Later this philosophy was reinforced when I became a Christian and assumed that believing in Jesus meant that I automatically let go of everything painful from my past instead of working through it. A spiritual sweeping under the rug, so to speak. So I pretended to be happy and fulfilled because that’s what I thought I was supposed to be, all the while ignoring the angst that kept me afraid and anxious, far from a genuinely happy and fulfilled life.
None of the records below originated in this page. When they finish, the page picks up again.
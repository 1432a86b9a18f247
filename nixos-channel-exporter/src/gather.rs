//! Registration of collectors and assembly of a full scrape.

use std::collections::HashSet;
use std::sync::Arc;

use futures::future::join_all;
use thiserror::Error;
use tracing::debug;

use crate::collector::Collector;
use crate::metrics::{self, Exposition, MetricDesc, Observation};

/// Errors raised while registering collectors.
#[derive(Debug, Error)]
pub enum GatherError {
    #[error("metric {0:?} is already described by another collector")]
    DuplicateDescriptor(&'static str),
}

/// Holds every registered collector and runs them together on each scrape.
///
/// Registration rejects collectors whose descriptors clash with ones already
/// registered. During a scrape, observations for metrics their collector did
/// not describe are turned into invalid markers.
#[derive(Default)]
pub struct Gatherer {
    collectors: Vec<Registered>,
    names: HashSet<&'static str>,
}

struct Registered {
    collector: Arc<dyn Collector>,
    described: HashSet<&'static str>,
}

impl Gatherer {
    /// Create an empty gatherer.
    pub fn new() -> Self {
        Self::default()
    }

    /// Register a collector.
    pub fn register(&mut self, collector: Arc<dyn Collector>) -> Result<(), GatherError> {
        let described: HashSet<&'static str> =
            collector.describe().iter().map(|desc| desc.name).collect();

        if let Some(name) = described.iter().find(|name| self.names.contains(*name)) {
            return Err(GatherError::DuplicateDescriptor(*name));
        }

        self.names.extend(described.iter().copied());
        self.collectors.push(Registered {
            collector,
            described,
        });
        Ok(())
    }

    /// Descriptors of every registered collector, sorted by name.
    pub fn descriptors(&self) -> Vec<&'static MetricDesc> {
        let mut descs: Vec<&'static MetricDesc> = self
            .collectors
            .iter()
            .flat_map(|registered| registered.collector.describe())
            .collect();
        descs.sort_by_key(|desc| desc.name);
        descs
    }

    /// Number of registered collectors.
    pub fn len(&self) -> usize {
        self.collectors.len()
    }

    /// Whether no collectors are registered.
    pub fn is_empty(&self) -> bool {
        self.collectors.is_empty()
    }

    /// Collect from every registered collector concurrently.
    pub async fn collect(&self) -> Vec<Observation> {
        let results = join_all(self.collectors.iter().map(|registered| async move {
            let observations = registered.collector.collect().await;
            checked(registered, observations)
        }))
        .await;

        results.into_iter().flatten().collect()
    }

    /// Collect and render a complete scrape.
    pub async fn gather(&self) -> Exposition {
        let observations = self.collect().await;
        let exposition = metrics::render(&observations);

        debug!(
            observations = observations.len(),
            errors = exposition.errors.len(),
            "Gathered metrics"
        );

        exposition
    }
}

fn checked(registered: &Registered, observations: Vec<Observation>) -> Vec<Observation> {
    observations
        .into_iter()
        .map(|observation| {
            let desc = observation.desc();
            if registered.described.contains(desc.name) {
                observation
            } else {
                Observation::invalid(desc, "collected metric was not described by its collector")
            }
        })
        .collect()
}

#[cfg(test)]
mod tests {
    use super::*;
    use crate::collector::BuildInfoCollector;
    use crate::metrics::{BUILD_INFO, CHANNEL_CURRENT};
    use futures::future::BoxFuture;

    /// Describes build info but emits a channel metric.
    struct Misbehaving;

    impl Collector for Misbehaving {
        fn describe(&self) -> Vec<&'static MetricDesc> {
            vec![&BUILD_INFO]
        }

        fn collect(&self) -> BoxFuture<'_, Vec<Observation>> {
            Box::pin(async {
                vec![Observation::sample(
                    &CHANNEL_CURRENT,
                    vec!["nixos-unstable".to_string()],
                    1.0,
                )]
            })
        }
    }

    #[test]
    fn test_register_duplicate_rejected() {
        let mut gatherer = Gatherer::new();
        gatherer
            .register(Arc::new(BuildInfoCollector::new("0.1.0")))
            .unwrap();

        let err = gatherer
            .register(Arc::new(BuildInfoCollector::new("0.2.0")))
            .unwrap_err();

        assert!(matches!(
            err,
            GatherError::DuplicateDescriptor("nixos_channel_exporter_build_info")
        ));
        assert_eq!(gatherer.len(), 1);
    }

    #[tokio::test]
    async fn test_gather_build_info() {
        let mut gatherer = Gatherer::new();
        gatherer
            .register(Arc::new(BuildInfoCollector::new("0.3.0")))
            .unwrap();

        let exposition = gatherer.gather().await;

        assert!(!exposition.has_errors());
        assert!(
            exposition
                .body
                .contains("nixos_channel_exporter_build_info{version=\"0.3.0\"} 1\n")
        );
    }

    #[tokio::test]
    async fn test_undescribed_metric_is_invalid() {
        let mut gatherer = Gatherer::new();
        gatherer.register(Arc::new(Misbehaving)).unwrap();

        let exposition = gatherer.gather().await;

        assert!(exposition.body.is_empty());
        assert_eq!(exposition.errors.len(), 1);
        assert!(exposition.errors[0].contains("channel_current"));
        assert!(exposition.errors[0].contains("not described"));
    }

    #[test]
    fn test_descriptors_sorted() {
        let mut gatherer = Gatherer::new();
        gatherer.register(Arc::new(BuildInfoCollector::default())).unwrap();

        let names: Vec<_> = gatherer.descriptors().iter().map(|d| d.name).collect();
        assert_eq!(names, vec!["nixos_channel_exporter_build_info"]);
    }
}
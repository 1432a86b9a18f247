use std::time::Duration;

use serde::{Deserialize, Serialize};

use crate::fetch::{DEFAULT_BASE_URL, DEFAULT_REQUEST_TIMEOUT};

/// Settings for talking to the upstream channel status server.
#[derive(Debug, Clone, PartialEq, Eq, Serialize, Deserialize)]
pub struct UpstreamConfig {
    /// Base URL of the channel server (default: "https://nixos.org/").
    #[serde(default = "default_base_url")]
    pub base_url: String,

    /// Timeout for a single revision request (seconds).
    #[serde(default = "default_request_timeout")]
    pub request_timeout_secs: u64,

    /// Upper bound on a whole scrape across all channels (seconds).
    #[serde(default = "default_scrape_timeout")]
    pub scrape_timeout_secs: u64,

    /// Cancel the remaining requests of a scrape as soon as one fails.
    #[serde(default)]
    pub fail_fast: bool,

    /// User-Agent header sent with every request.
    #[serde(default = "default_user_agent")]
    pub user_agent: String,
}

fn default_base_url() -> String {
    DEFAULT_BASE_URL.to_string()
}

fn default_request_timeout() -> u64 {
    DEFAULT_REQUEST_TIMEOUT.as_secs()
}

fn default_scrape_timeout() -> u64 {
    10
}

fn default_user_agent() -> String {
    format!("nixos-channel-exporter/{}", env!("CARGO_PKG_VERSION"))
}

impl UpstreamConfig {
    /// Timeout for a single revision request.
    pub fn request_timeout(&self) -> Duration {
        Duration::from_secs(self.request_timeout_secs)
    }

    /// Deadline for a whole scrape.
    pub fn scrape_timeout(&self) -> Duration {
        Duration::from_secs(self.scrape_timeout_secs)
    }
}

impl Default for UpstreamConfig {
    fn default() -> Self {
        Self {
            base_url: default_base_url(),
            request_timeout_secs: default_request_timeout(),
            scrape_timeout_secs: default_scrape_timeout(),
            fail_fast: false,
            user_agent: default_user_agent(),
        }
    }
}

/// Log output format.
#[derive(Debug, Clone, Copy, Default, PartialEq, Eq, Serialize, Deserialize)]
#[serde(rename_all = "lowercase")]
pub enum LogFormat {
    /// Human-readable text format (default).
    #[default]
    Text,
    /// Structured JSON format.
    Json,
}

/// Logging configuration.
#[derive(Debug, Clone, PartialEq, Eq, Serialize, Deserialize)]
pub struct LoggingConfig {
    /// Log level or filter directive, e.g. "info" or "nixos_channels=debug".
    #[serde(default = "default_log_level")]
    pub level: String,

    /// Log output format: "text" or "json".
    #[serde(default)]
    pub format: LogFormat,
}

fn default_log_level() -> String {
    "info".to_string()
}

impl Default for LoggingConfig {
    fn default() -> Self {
        Self {
            level: default_log_level(),
            format: LogFormat::default(),
        }
    }
}
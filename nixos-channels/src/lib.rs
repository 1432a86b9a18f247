//! NixOS channel library
//!
//! Shared building blocks for the channel exporter:
//!
//! - [`registry`] - The validated, immutable channel registry (`channels.json`)
//! - [`fetch`] - Revision lookups against the channel status server
//! - [`config`] - Upstream and logging configuration sections
//! - [`error`] - Error types

pub mod config;
pub mod error;
pub mod fetch;
pub mod registry;

pub use config::{LogFormat, LoggingConfig, UpstreamConfig};
pub use error::{Error, Result};
pub use fetch::{
    DEFAULT_BASE_URL, DEFAULT_REQUEST_TIMEOUT, FetchError, FetchResult, MAX_REVISION_LEN,
    RevisionFetcher, parse_http_date,
};
pub use registry::{Channel, Registry, RegistryError};

/// Initialize tracing with the given configuration.
///
/// `RUST_LOG` takes precedence over the configured level when set.
///
/// # Example
///
/// ```ignore
/// use nixos_channels::{LoggingConfig, LogFormat, init_tracing};
///
/// let config = LoggingConfig {
///     level: "debug".to_string(),
///     format: LogFormat::Json,
/// };
/// init_tracing(&config)?;
/// ```
pub fn init_tracing(config: &LoggingConfig) -> Result<()> {
    use tracing_subscriber::{EnvFilter, fmt, prelude::*};

    let filter =
        EnvFilter::try_from_default_env().unwrap_or_else(|_| EnvFilter::new(&config.level));

    let result = match config.format {
        LogFormat::Text => tracing_subscriber::registry()
            .with(fmt::layer())
            .with(filter)
            .try_init(),
        LogFormat::Json => tracing_subscriber::registry()
            .with(fmt::layer().json())
            .with(filter)
            .try_init(),
    };

    result.map_err(|e| Error::Config(format!("Failed to initialize tracing: {}", e)))
}
use thiserror::Error;

use crate::fetch::FetchError;
use crate::registry::RegistryError;

/// Common error type for the channel library.
#[derive(Debug, Error)]
pub enum Error {
    #[error("Configuration error: {0}")]
    Config(String),

    #[error("Registry error: {0}")]
    Registry(#[from] RegistryError),

    #[error("Fetch error: {0}")]
    Fetch(#[from] FetchError),
}

/// Result type alias using the channel library's Error.
pub type Result<T> = std::result::Result<T, Error>;
//! Export display formatting

use crate::export::{ExportFile, ExportSummary};

/// Format the result of an export run
pub fn format_export_summary(summary: &ExportSummary) -> String {
    let mut output = format!(
        "Exported {} orders and {} line items to {} ({} bytes)\n",
        summary.order_rows, summary.line_item_rows, summary.file_name, summary.size_bytes
    );
    if !summary.pruned.is_empty() {
        output.push_str(&format!(
            "Removed {} old export(s): {}\n",
            summary.pruned.len(),
            summary.pruned.join(", ")
        ));
    }
    output
}

/// Format the stored export files, newest first
pub fn format_export_list(files: &[ExportFile]) -> String {
    if files.is_empty() {
        return "No exports found.\n".to_string();
    }

    let mut output = format!("{:<40}  {:<19}  {:>10}\n", "File", "Created", "Size");
    output.push_str(&"-".repeat(73));
    output.push('\n');
    for file in files {
        output.push_str(&format!(
            "{:<40}  {:<19}  {:>10}\n",
            file.name,
            file.created_at.format("%Y-%m-%d %H:%M:%S").to_string(),
            file.size_bytes
        ));
    }
    output
}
It took someone else’s story to show me the danger of my suppression. She came from a similar background as I (formerly fostered and currently Christian) and had suppressed her emotional baggage like I had. One day in the craziness of life and a situation I won’t go into detail here, she was accused of neglecting and abandoning her own child, an accusation that summoned to the surface all of her own feelings of childhood abandonment and neglect. And as I heard her story, it stirred up in me my own suppressed feelings of abandonment and rejection. Suddenly all my fears and anxieties, all my exhausting strivings for perfection and acceptance, it all made sense. Her story sparked an urgent internal drive to dig my own debris out from under the rug, to look at it, see it for what it was, and put it in its appropriate place.
Thus began in me a long and winding journey toward actually being ok, instead of just pretending. If you don’t know what that feels like, I invite you to take the first step: Acknowledge and accept that you feel angsty (complicated and competing emotions) about something, stop sweeping it under the rug, and get ready to examine it more deeply. In my next post, I’ll show you what I learned about my own angstyness which projected me forward in the journey toward growth, freedom, and grace—for myself and others.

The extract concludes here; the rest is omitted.